I know there are a few reasons we can’t just take that pretty screen I have from our current system and display it for everybody. For one, there are some entries in there that we, or our clients, wouldn’t want shared with the world at large. Imagine for a moment that the entire world learned we run outsourced mail servers for both US presidential candidates, because they see that our monitoring system is watching both “mail.barackobama.com” and “mail.johnmccain.com” for us. Now, first of all, we don’t provide service for either of these domains, so our monitoring system doesn’t include those entries, but it could, in theory. Or it could contain entries for some other machines where the clients wouldn’t want the world to know they’ve outsourced *X*… *X* could be anything. The point is, we take the privacy of our clients seriously, and I won’t jeopardize that, even with silly things like machine names. Secondly, because I know it’s the season for everyone to be touchy about politics in this season; I picked those two domains just because it’s something everyone could easily identify with since they’re both highly public figures, and the order I placed them in is *strictly* because that’s how the domains fall alphabetically… I’m not promoting, endorsing or making a political statement of any kind here, I just needed an example, and this was one I figured would get the point across.

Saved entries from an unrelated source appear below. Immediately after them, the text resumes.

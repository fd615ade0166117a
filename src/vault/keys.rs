//! Master-key management boundary.
//!
//! The master key never lives in the primary datastore. The vault
//! receives a [`KeyManager`] capability at construction, so tests can
//! substitute a fake and production can point at a key file (or a real
//! KMS behind the same trait) without touching vault code.

use std::path::{Path, PathBuf};

use async_trait::async_trait;
use base64::engine::general_purpose::STANDARD;
use base64::Engine;
use thiserror::Error;
use zeroize::{Zeroize, ZeroizeOnDrop};

/// AES-256 key size in bytes.
pub const KEY_SIZE: usize = 32;

/// Key-management failures.
#[derive(Debug, Error)]
pub enum KeyError {
    /// The requested key reference is not served by this manager.
    #[error("unknown key reference: {0}")]
    UnknownRef(String),
    /// The key material could not be loaded.
    #[error("key unavailable: {0}")]
    Unavailable(String),
}

/// A 256-bit master key, zeroized on drop. No Debug impl exposes bytes.
#[derive(Zeroize, ZeroizeOnDrop)]
pub struct MasterKey {
    bytes: [u8; KEY_SIZE],
}

impl MasterKey {
    /// Wrap raw key bytes.
    pub fn from_bytes(bytes: [u8; KEY_SIZE]) -> Self {
        Self { bytes }
    }

    /// Raw key bytes, for cipher construction only.
    pub fn as_bytes(&self) -> &[u8; KEY_SIZE] {
        &self.bytes
    }
}

impl std::fmt::Debug for MasterKey {
    fn fmt(&self, f: &mut std::fmt::Formatter<'_>) -> std::fmt::Result {
        f.write_str("MasterKey(__REDACTED__)")
    }
}

/// The key-management boundary the vault depends on.
#[async_trait]
pub trait KeyManager: Send + Sync {
    /// Resolve a key reference to the master key it names.
    async fn master_key(&self, key_ref: &str) -> Result<MasterKey, KeyError>;
}

/// Key manager serving a single fixed key (tests, ephemeral dev runs).
pub struct StaticKeyManager {
    key_ref: String,
    bytes: [u8; KEY_SIZE],
}

impl StaticKeyManager {
    /// Serve `bytes` under `key_ref`.
    pub fn new(key_ref: impl Into<String>, bytes: [u8; KEY_SIZE]) -> Self {
        Self {
            key_ref: key_ref.into(),
            bytes,
        }
    }
}

impl Drop for StaticKeyManager {
    fn drop(&mut self) {
        self.bytes.zeroize();
    }
}

#[async_trait]
impl KeyManager for StaticKeyManager {
    async fn master_key(&self, key_ref: &str) -> Result<MasterKey, KeyError> {
        if key_ref != self.key_ref {
            return Err(KeyError::UnknownRef(key_ref.to_owned()));
        }
        Ok(MasterKey::from_bytes(self.bytes))
    }
}

/// Key manager reading a base64-encoded 32-byte key from a file outside
/// the primary datastore. The file is re-read per request so a rotated
/// key takes effect without a restart.
pub struct FileKeyManager {
    key_ref: String,
    path: PathBuf,
}

impl FileKeyManager {
    /// Serve the key at `path` under `key_ref`.
    pub fn new(key_ref: impl Into<String>, path: impl AsRef<Path>) -> Self {
        Self {
            key_ref: key_ref.into(),
            path: path.as_ref().to_path_buf(),
        }
    }
}

#[async_trait]
impl KeyManager for FileKeyManager {
    async fn master_key(&self, key_ref: &str) -> Result<MasterKey, KeyError> {
        if key_ref != self.key_ref {
            return Err(KeyError::UnknownRef(key_ref.to_owned()));
        }
        let encoded = tokio::fs::read_to_string(&self.path)
            .await
            .map_err(|e| KeyError::Unavailable(format!("{}: {e}", self.path.display())))?;
        let mut decoded = STANDARD
            .decode(encoded.trim().as_bytes())
            .map_err(|e| KeyError::Unavailable(format!("invalid key encoding: {e}")))?;
        if decoded.len() != KEY_SIZE {
            decoded.zeroize();
            return Err(KeyError::Unavailable(format!(
                "master key must be {KEY_SIZE} bytes"
            )));
        }
        let mut bytes = [0u8; KEY_SIZE];
        bytes.copy_from_slice(&decoded);
        decoded.zeroize();
        Ok(MasterKey::from_bytes(bytes))
    }
}
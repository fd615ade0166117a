//! Revocation takes effect before any new sandbox is created.

use keyward::audit::{AuditAction, AuditOutcome};
use keyward::types::{Action, FailureReason, JobOutcome, JobState, SecretId, SecretRef, Subject};
use keyward::vault::SecretValue;

use crate::support::{build_service, spec, wait_terminal, FakeBehavior};

#[tokio::test]
async fn revoked_secret_fails_the_next_job_before_any_sandbox() {
    let harness = build_service(FakeBehavior::Succeed, |_| {});
    let alice = Subject::new("alice");
    let bob = Subject::new("bob");

    let secret_id = harness
        .service
        .store_secret(&alice, "npm-token", None, SecretValue::new("abc123"))
        .await
        .expect("store secret");
    harness
        .service
        .grant(&alice, secret_id, &bob, &[Action::UseInJob], None)
        .await
        .expect("grant");
    harness
        .service
        .revoke_secret(&alice, secret_id)
        .await
        .expect("revoke");

    let job_id = harness
        .service
        .submit_install(
            &bob,
            spec("left-pad"),
            vec![SecretRef {
                secret_id,
                env_name: "NPM_TOKEN".to_owned(),
            }],
        )
        .await
        .expect("submit");

    let record = wait_terminal(&harness.service, &bob, job_id).await;
    assert_eq!(record.state, JobState::Failed);
    assert!(matches!(
        record.outcome,
        Some(JobOutcome::Failed(FailureReason::Authorization(_)))
    ));
    // The sandbox was never created.
    assert_eq!(harness.runner.runs(), 0);

    let trail = harness.service.export_audit(None).expect("export");
    assert!(trail
        .iter()
        .any(|r| r.action == AuditAction::MaterializeDenied && r.outcome == AuditOutcome::Denied));
    assert!(trail
        .iter()
        .any(|r| r.action == AuditAction::JobFailed && r.outcome == AuditOutcome::Denied));
}

#[tokio::test]
async fn revoked_grant_blocks_the_subject() {
    let harness = build_service(FakeBehavior::Succeed, |_| {});
    let alice = Subject::new("alice");
    let bob = Subject::new("bob");

    let secret_id = harness
        .service
        .store_secret(&alice, "npm-token", None, SecretValue::new("abc123"))
        .await
        .expect("store secret");
    harness
        .service
        .grant(&alice, secret_id, &bob, &[Action::UseInJob], None)
        .await
        .expect("grant");
    harness
        .service
        .revoke_grant(&alice, secret_id, &bob)
        .await
        .expect("revoke grant");

    let job_id = harness
        .service
        .submit_install(
            &bob,
            spec("left-pad"),
            vec![SecretRef {
                secret_id,
                env_name: "NPM_TOKEN".to_owned(),
            }],
        )
        .await
        .expect("submit");

    let record = wait_terminal(&harness.service, &bob, job_id).await;
    assert!(matches!(
        record.outcome,
        Some(JobOutcome::Failed(FailureReason::Authorization(_)))
    ));
    assert_eq!(harness.runner.runs(), 0);

    // The owner is unaffected.
    let owner_job = harness
        .service
        .submit_install(
            &alice,
            spec("left-pad"),
            vec![SecretRef {
                secret_id,
                env_name: "NPM_TOKEN".to_owned(),
            }],
        )
        .await
        .expect("submit");
    let record = wait_terminal(&harness.service, &alice, owner_job).await;
    assert_eq!(record.state, JobState::Succeeded);
}

#[tokio::test]
async fn unknown_secret_ref_is_an_authorization_failure() {
    let harness = build_service(FakeBehavior::Succeed, |_| {});
    let alice = Subject::new("alice");

    let job_id = harness
        .service
        .submit_install(
            &alice,
            spec("left-pad"),
            vec![SecretRef {
                secret_id: SecretId::generate(),
                env_name: "NPM_TOKEN".to_owned(),
            }],
        )
        .await
        .expect("submit");

    let record = wait_terminal(&harness.service, &alice, job_id).await;
    assert!(matches!(
        record.outcome,
        Some(JobOutcome::Failed(FailureReason::Authorization(_)))
    ));
    assert_eq!(harness.runner.runs(), 0);
}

So no, a simple export of our current status screen won’t work from a privacy standpoint. The only servers I want shown in this page are our standard shared linux web hosting servers, the ones that many folks are on, the ones that people would most likely be looking for, and the ones that don’t run the risk of exposing any information we don’t consider pretty much public anyway. Furthermore, there’s some more information I’d like to work into the page that’s not currently contained in our monitoring system: Along with the current network status, I’d like to see a list of “Current Alerts” with details on any current network issues (something where we could update said alert with detailed information as the situation changes), “Past Alerts” with the last few reported problems, and even a “Scheduled Maintenance Windows” section where we could put details of any upcoming scheduled downtimes/etc. It is, I think, entirely doable, extremely informative for everyone involved, and, could even be done in such a way to alleviate the fears of even my marketing degree carrying friend (truthfully, I believe that given our normal track-record for quality uptime and service, this page, in the long run, would be a plus for us on the marketing side, not a negative)

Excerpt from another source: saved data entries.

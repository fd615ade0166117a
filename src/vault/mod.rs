//! The key vault: encrypts, stores, and hands out secrets.
//!
//! `materialize` is the single read path that ever produces plaintext,
//! and its output is a job-scoped [`CredentialBundle`]. Every vault
//! operation appends one audit record synchronously before returning;
//! if the audit write fails the operation is aborted (fail-closed).

use std::sync::Arc;
use std::time::Duration;

use chrono::Utc;
use thiserror::Error;
use tracing::{info, warn};

use crate::access::{self, Decision};
use crate::audit::{AuditAction, AuditError, AuditLog, AuditOutcome, AuditRecord};
use crate::storage::{GrantRecord, SecretMeta, SecretRecord, Store, StoreError};
use crate::types::{Action, JobId, SecretId, SecretRef, Subject};

pub mod bundle;
pub mod crypto;
pub mod keys;

pub use bundle::{BundleEntry, CredentialBundle, SecretValue};

use crypto::CryptoError;
use keys::{KeyError, KeyManager};

/// Vault failures.
#[derive(Debug, Error)]
pub enum VaultError {
    /// The secret does not exist.
    #[error("secret not found: {0}")]
    NotFound(SecretId),
    /// The evaluator denied the request.
    #[error("denied for secret {secret_id}: {reason}")]
    Denied {
        /// The secret the denial applies to.
        secret_id: SecretId,
        /// Caller-safe reason.
        reason: String,
    },
    /// Malformed input (name, actions, refs).
    #[error("invalid input: {0}")]
    Validation(String),
    /// Envelope encryption or decryption failed.
    #[error("crypto failure: {0}")]
    Crypto(#[from] CryptoError),
    /// Primary store unavailable.
    #[error(transparent)]
    Store(#[from] StoreError),
    /// Audit sink unavailable; the operation was aborted.
    #[error(transparent)]
    Audit(#[from] AuditError),
    /// Master key unavailable.
    #[error(transparent)]
    Key(#[from] KeyError),
}

/// The vault. Owns the encryption path and enforces per-secret grants
/// through the access evaluator on every materialize.
pub struct Vault {
    store: Arc<dyn Store>,
    keys: Arc<dyn KeyManager>,
    audit: Arc<AuditLog>,
    key_ref: String,
}

impl Vault {
    /// Build a vault over a store, a key-management capability, and the
    /// audit sink.
    pub fn new(
        store: Arc<dyn Store>,
        keys: Arc<dyn KeyManager>,
        audit: Arc<AuditLog>,
        key_ref: impl Into<String>,
    ) -> Self {
        Self {
            store,
            keys,
            audit,
            key_ref: key_ref.into(),
        }
    }

    /// Encrypt and store a secret for `owner`. Returns the new id.
    ///
    /// Plaintext is envelope-encrypted before anything is persisted;
    /// only ciphertext and the wrapped data key reach the store.
    pub async fn store(
        &self,
        owner: &Subject,
        name: &str,
        service: Option<&str>,
        plaintext: SecretValue,
    ) -> Result<SecretId, VaultError> {
        if name.is_empty() || name.len() > 128 {
            return Err(VaultError::Validation(format!(
                "secret name length must be 1-128, got {}",
                name.len()
            )));
        }

        let master = self.keys.master_key(&self.key_ref).await?;
        let envelope = crypto::encrypt_envelope(&master, plaintext.expose().as_bytes())?;
        drop(plaintext);

        let record = SecretRecord {
            id: SecretId::generate(),
            owner: owner.clone(),
            name: name.to_owned(),
            service: service.map(ToOwned::to_owned),
            envelope,
            key_ref: self.key_ref.clone(),
            created_at: Utc::now(),
            revoked_at: None,
        };
        let id = record.id;
        self.store.insert_secret(record).await?;

        if let Err(audit_err) = self.audit.append(&AuditRecord::now(
            owner.clone(),
            AuditAction::SecretStored,
            id.to_string(),
            AuditOutcome::Ok,
            serde_json::json!({ "name": name, "service": service }),
        )) {
            // Unaudited secrets must not exist; roll the insert back.
            if let Err(rollback_err) = self.store.delete_secret(id).await {
                warn!(secret = %id, error = %rollback_err, "failed to roll back unaudited secret");
            }
            return Err(audit_err.into());
        }

        info!(secret = %id, owner = %owner, "secret stored");
        Ok(id)
    }

    /// Grant `subject` the listed actions on a secret owned by `owner`.
    pub async fn grant(
        &self,
        owner: &Subject,
        secret_id: SecretId,
        subject: &Subject,
        actions: &[Action],
        ttl: Option<Duration>,
    ) -> Result<(), VaultError> {
        if actions.is_empty() {
            return Err(VaultError::Validation(
                "a grant must list at least one action".to_owned(),
            ));
        }
        let record = self
            .store
            .secret(secret_id)
            .await?
            .ok_or(VaultError::NotFound(secret_id))?;
        if &record.owner != owner {
            return Err(VaultError::Denied {
                secret_id,
                reason: "only the owner may grant access".to_owned(),
            });
        }
        if record.is_revoked() {
            return Err(VaultError::Denied {
                secret_id,
                reason: "secret is revoked".to_owned(),
            });
        }

        let expires_at = match ttl {
            Some(t) => {
                let delta = chrono::Duration::from_std(t)
                    .map_err(|e| VaultError::Validation(format!("invalid ttl: {e}")))?;
                let expiry = Utc::now()
                    .checked_add_signed(delta)
                    .ok_or_else(|| VaultError::Validation("ttl overflows the calendar".to_owned()))?;
                Some(expiry)
            }
            None => None,
        };
        let grant = GrantRecord {
            secret_id,
            subject: subject.clone(),
            actions: actions.to_vec(),
            expires_at,
            created_at: Utc::now(),
        };
        self.store.insert_grant(grant).await?;

        if let Err(audit_err) = self.audit.append(&AuditRecord::now(
            owner.clone(),
            AuditAction::GrantIssued,
            secret_id.to_string(),
            AuditOutcome::Ok,
            serde_json::json!({ "subject": subject, "actions": actions }),
        )) {
            // Fail-closed: drop the subject's grants on this secret
            // rather than leave an unaudited one active.
            if let Err(rollback_err) = self.store.delete_grants(secret_id, subject).await {
                warn!(secret = %secret_id, error = %rollback_err, "failed to roll back unaudited grant");
            }
            return Err(audit_err.into());
        }
        Ok(())
    }

    /// Delete all grants `subject` holds on a secret owned by `owner`.
    pub async fn revoke_grant(
        &self,
        owner: &Subject,
        secret_id: SecretId,
        subject: &Subject,
    ) -> Result<(), VaultError> {
        let record = self
            .store
            .secret(secret_id)
            .await?
            .ok_or(VaultError::NotFound(secret_id))?;
        if &record.owner != owner {
            return Err(VaultError::Denied {
                secret_id,
                reason: "only the owner may revoke grants".to_owned(),
            });
        }
        self.store.delete_grants(secret_id, subject).await?;

        // Grants are already gone; an audit failure still aborts the
        // call, and the deletion stands (the fail-closed direction).
        self.audit.append(&AuditRecord::now(
            owner.clone(),
            AuditAction::GrantRevoked,
            secret_id.to_string(),
            AuditOutcome::Ok,
            serde_json::json!({ "subject": subject }),
        ))?;
        Ok(())
    }

    /// Revoke a secret. Effective immediately for every future
    /// `materialize`; bundles already issued expire with their jobs.
    pub async fn revoke(&self, owner: &Subject, secret_id: SecretId) -> Result<(), VaultError> {
        let record = self
            .store
            .secret(secret_id)
            .await?
            .ok_or(VaultError::NotFound(secret_id))?;
        if &record.owner != owner {
            return Err(VaultError::Denied {
                secret_id,
                reason: "only the owner may revoke".to_owned(),
            });
        }
        self.store.revoke_secret(secret_id, Utc::now()).await?;

        // The revocation stands even if the audit append fails.
        self.audit.append(&AuditRecord::now(
            owner.clone(),
            AuditAction::SecretRevoked,
            secret_id.to_string(),
            AuditOutcome::Ok,
            serde_json::Value::Null,
        ))?;

        info!(secret = %secret_id, owner = %owner, "secret revoked");
        Ok(())
    }

    /// Metadata for all secrets owned by `owner`. Never returns
    /// ciphertext or plaintext.
    pub async fn list(&self, owner: &Subject) -> Result<Vec<SecretMeta>, VaultError> {
        Ok(self.store.list_secrets(owner).await?)
    }

    /// Materialize the requested refs into a bundle bound to `job_id`.
    ///
    /// All-or-nothing: every ref is authorized before anything is
    /// decrypted, and a single denial fails the whole call with no
    /// partial bundle. The single plaintext read path in the crate.
    pub async fn materialize(
        &self,
        job_id: JobId,
        requester: &Subject,
        refs: &[SecretRef],
    ) -> Result<CredentialBundle, VaultError> {
        // Authorize every ref against a per-secret consistent snapshot
        // before touching any ciphertext.
        let mut authorized = Vec::with_capacity(refs.len());
        for secret_ref in refs {
            let snapshot = self
                .store
                .secret_with_grants(secret_ref.secret_id, requester)
                .await?;
            let (record, grants) = match snapshot {
                Some(pair) => pair,
                None => {
                    return self
                        .deny(job_id, requester, secret_ref.secret_id, "secret does not exist")
                        .await;
                }
            };
            match access::evaluate_now(requester, Action::UseInJob, &record, &grants) {
                Decision::Allow => authorized.push((secret_ref.clone(), record)),
                Decision::Deny(reason) => {
                    return self
                        .deny(job_id, requester, secret_ref.secret_id, &reason)
                        .await;
                }
            }
        }

        let master = self.keys.master_key(&self.key_ref).await?;
        let mut entries = Vec::with_capacity(authorized.len());
        for (secret_ref, record) in &authorized {
            let plaintext = crypto::decrypt_envelope(&master, &record.envelope)?;
            let value = String::from_utf8(plaintext.to_vec())
                .map_err(|_| CryptoError::Malformed("secret is not valid UTF-8".to_owned()))?;
            entries.push(BundleEntry {
                env_name: secret_ref.env_name.clone(),
                value: SecretValue::new(value),
            });
        }
        let bundle = CredentialBundle::new(job_id, entries);

        let secret_ids: Vec<String> = refs.iter().map(|r| r.secret_id.to_string()).collect();
        if let Err(audit_err) = self.audit.append(&AuditRecord::now(
            requester.clone(),
            AuditAction::BundleMaterialized,
            job_id.to_string(),
            AuditOutcome::Ok,
            serde_json::json!({ "secrets": secret_ids }),
        )) {
            // Unaudited plaintext must not leave the vault.
            drop(bundle);
            return Err(audit_err.into());
        }

        info!(job = %job_id, requester = %requester, refs = refs.len(), "bundle materialized");
        Ok(bundle)
    }

    async fn deny(
        &self,
        job_id: JobId,
        requester: &Subject,
        secret_id: SecretId,
        reason: &str,
    ) -> Result<CredentialBundle, VaultError> {
        self.audit.append(&AuditRecord::now(
            requester.clone(),
            AuditAction::MaterializeDenied,
            secret_id.to_string(),
            AuditOutcome::Denied,
            serde_json::json!({ "job_id": job_id, "reason": reason }),
        ))?;
        warn!(job = %job_id, requester = %requester, secret = %secret_id, "materialize denied");
        Err(VaultError::Denied {
            secret_id,
            reason: reason.to_owned(),
        })
    }
}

I’m sure there are some other things that we can do to improve communications with clients, and other parts of our service, and if anyone has any suggestions, comments, or even straight out complaints and grievances, I’d very much like it if they sent them my way (Comments here in the blog, the contact us page, a ticket, or even just an email). I always keep an eye out for feedback from clients (and even non-clients), and am always grateful for any ideas of feedback that comes my way. I’m sure in time there will be some other changes coming in the way things run here on the site, I just really got focused on the whole “Why wasn’t this information on the site? Why only tickets? Didn’t we spend all that time developing this new site so that it could be more dynamic and responsive to the needs of everyone? So why didn’t we use it?!” problem and spent all of last night fleshing this idea out. (And now, apparently, half of the day typing this entry, which again has gone on far longer then I planned… oh well.)

I’m off to see if I can shake up some coders and give them a project to think about over the weekend.